A política de contensão de gastos da Prefeitura de Itabira pode impactar os investimentos destinados à 51ª edição do Festival de Inverno. A informação foi divulgada pela superintendente da Fundação Cultural Carlos Drummond de Andrade (FCCDA), Vanessa de Faria, durante sua prestação de contas na Câmara, realizada na tarde desta segunda-feira (19).
Vanessa foi questionada sobre as iniciativas da FCCDA diante do contingenciamento imposto pelo governo de Marco Antônio Lage (PSB), que se baseia na expectativa de uma queda na arrecadação municipal em 2025. Ela mencionou que, além de buscar reduzir custos e formar parcerias com o setor empresarial, têm sido elaboradas estratégias para a realização do festival, que em 2025 celebra 40 anos da fundação.
“Estamos em diálogo com o prefeito e analisando as propostas de diferentes secretarias para encontrar soluções viáveis” – destacou Vanessa.
A gestão da FCCDA está em busca de uma melhor gestão orçamentária e financeira para garantir a qualidade das entregas, mesmo diante de cortes. “Temos feito estudos intensos recentemente para apresentar alternativas ao prefeito”, acrescentou.

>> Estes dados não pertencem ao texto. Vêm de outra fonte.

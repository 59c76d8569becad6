//! Port listener bundled with the runtime it runs on

use oscq_discovery::{CallbackSink, DiscoveryConfig, PortCallback, PortListener, Resolver, Result};
use std::sync::Arc;
use tokio::runtime::{Builder, Runtime};

/// A [`PortListener`] that owns its tokio runtime, for callers that have none.
pub struct EmbeddedListener<R: Resolver + 'static> {
    listener: PortListener<R>,
    /// Taken on drop
    runtime: Option<Runtime>,
}

impl<R: Resolver + 'static> EmbeddedListener<R> {
    /// Builds a one-worker runtime and a listener on top of it.
    pub fn new(resolver: R, config: &DiscoveryConfig) -> Result<Self> {
        let runtime = Builder::new_multi_thread()
            .worker_threads(1)
            .thread_name("oscq-discovery")
            .enable_all()
            .build()?;

        let listener = PortListener::with_runtime(resolver, config, runtime.handle().clone())?;

        Ok(Self {
            listener,
            runtime: Some(runtime),
        })
    }

    /// Starts (or restarts) discovery, reporting changes to `callback`.
    pub fn start(&self, callback: PortCallback) {
        self.listener
            .start(Some(Arc::new(CallbackSink::new(callback))));
    }

    pub fn stop(&self) {
        self.listener.stop();
    }

    pub fn is_running(&self) -> bool {
        self.listener.is_running()
    }

    pub fn current_port(&self) -> Option<u16> {
        self.listener.current_port()
    }
}

impl<R: Resolver + 'static> Drop for EmbeddedListener<R> {
    fn drop(&mut self) {
        self.listener.stop();
        // Dropping a runtime blocks on its tasks; an in-flight browse must not
        // hold up the caller.
        if let Some(runtime) = self.runtime.take() {
            runtime.shutdown_background();
        }
    }
}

A política de austeridade adotada em Itabira também é influenciada por mudanças na economia global, como as novas tarifas dos EUA sobre produtos brasileiros, o que pode afetar as receitas da cidade, especialmente no setor mineral. Isso poderá resultar em uma diminuição dos repasses de recursos, tanto da Compensação Financeira pela Exploração Mineral (CFEM) quanto do Imposto sobre Circulação de Mercadorias e Serviços (ICMS).
Segundo o secretário de Fazenda, Júlio César de Araújo, “não falamos em corte de gastos, mas sim em adequações necessárias à nova realidade de arrecadação.” O orçamento de 2025, inicialmente estimado em R$ 1,3 bilhão, pode sofrer ajustes, com uma previsível queda de até 30% nos repasses para 2026.
A situação é de vigilância e planejamento, pois, conforme alertou, um abalo na economia global pode ter repercussões severas em Itabira.